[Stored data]

//! Error taxonomy and the per-compilation diagnostics log.
//!
//! Parsers report failures through [`AsmError`]; user-visible messages are
//! collected into a [`Diagnostics`] log in source order and never unwind a
//! compilation. A failed statement poisons its device build, sibling devices
//! proceed.

use thiserror::Error;

/// An error raised by the assembler core.
#[derive(Debug, Clone, Error, PartialEq, Eq)]
pub enum AsmError {
    /// Malformed numeric literal, bad register syntax, unterminated bracketed
    /// range, garbage trailing characters.
    #[error("{0}")]
    Parse(String),
    /// Numeric out-of-range, register index out of pool, alignment violation,
    /// wrong register count.
    #[error("{0}")]
    Range(String),
    /// Cross-encoding modifier mixing, illegal inline literal, unknown
    /// register or modifier name, missing required argument.
    #[error("{0}")]
    Semantic(String),
    /// Unresolved expression in a place that only accepts inline constants.
    #[error("{0}")]
    Dependency(String),
    /// Pass-through from an external writer.
    #[error("{0}")]
    Io(String),
}

impl From<std::io::Error> for AsmError {
    fn from(err: std::io::Error) -> Self {
        AsmError::Io(err.to_string())
    }
}

/// Severity of a [`Diagnostic`] entry.
#[derive(Debug, Clone, Copy, PartialEq, Eq)]
pub enum Severity {
    /// Suppressible advisory.
    Warning,
    /// Failure of the enclosing statement.
    Error,
}

/// One entry of the compilation log, pinned to a source position.
#[derive(Debug, Clone)]
pub struct Diagnostic {
    /// 1-based source line.
    pub line: usize,
    /// 1-based source column.
    pub column: usize,
    /// Warning or error.
    pub severity: Severity,
    /// Human-readable message.
    pub message: String,
}

/// Accumulates diagnostics for a single compilation, in source order.
#[derive(Debug, Default)]
pub struct Diagnostics {
    entries: Vec<Diagnostic>,
    warnings_enabled: bool,
}

impl Diagnostics {
    /// Creates an empty log. `warnings_enabled` mirrors the `-w` option.
    pub fn new(warnings_enabled: bool) -> Self {
        Diagnostics {
            entries: Vec::new(),
            warnings_enabled,
        }
    }

    /// Records an error message at the given source position.
    pub fn error(&mut self, line: usize, column: usize, message: impl Into<String>) {
        self.entries.push(Diagnostic {
            line,
            column,
            severity: Severity::Error,
            message: message.into(),
        });
    }

    /// Records a warning. Dropped entirely when warnings are disabled.
    pub fn warning(&mut self, line: usize, column: usize, message: impl Into<String>) {
        if self.warnings_enabled {
            self.entries.push(Diagnostic {
                line,
                column,
                severity: Severity::Warning,
                message: message.into(),
            });
        }
    }

    /// True if any error entry has been recorded.
    pub fn has_errors(&self) -> bool {
        self.entries
            .iter()
            .any(|d| d.severity == Severity::Error)
    }

    /// The first recorded error, if any.
    pub fn first_error(&self) -> Option<&Diagnostic> {
        self.entries
            .iter()
            .find(|d| d.severity == Severity::Error)
    }

    /// All recorded entries in source order.
    pub fn entries(&self) -> &[Diagnostic] {
        &self.entries
    }

    /// Renders the log the way the driver stores it in a program record.
    pub fn render(&self) -> String {
        let mut out = String::new();
        for d in &self.entries {
            let kind = match d.severity {
                Severity::Warning => "Warning",
                Severity::Error => "Error",
            };
            out.push_str(&format!("{}:{}: {}: {}\n", d.line, d.column, kind, d.message));
        }
        out
    }
}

WORK ORDER: Return every line of the preceding records in which the word "recorded" appears.

TASK ANSWER:
    /// True if any error entry has been recorded.
    /// The first recorded error, if any.
    /// All recorded entries in source order.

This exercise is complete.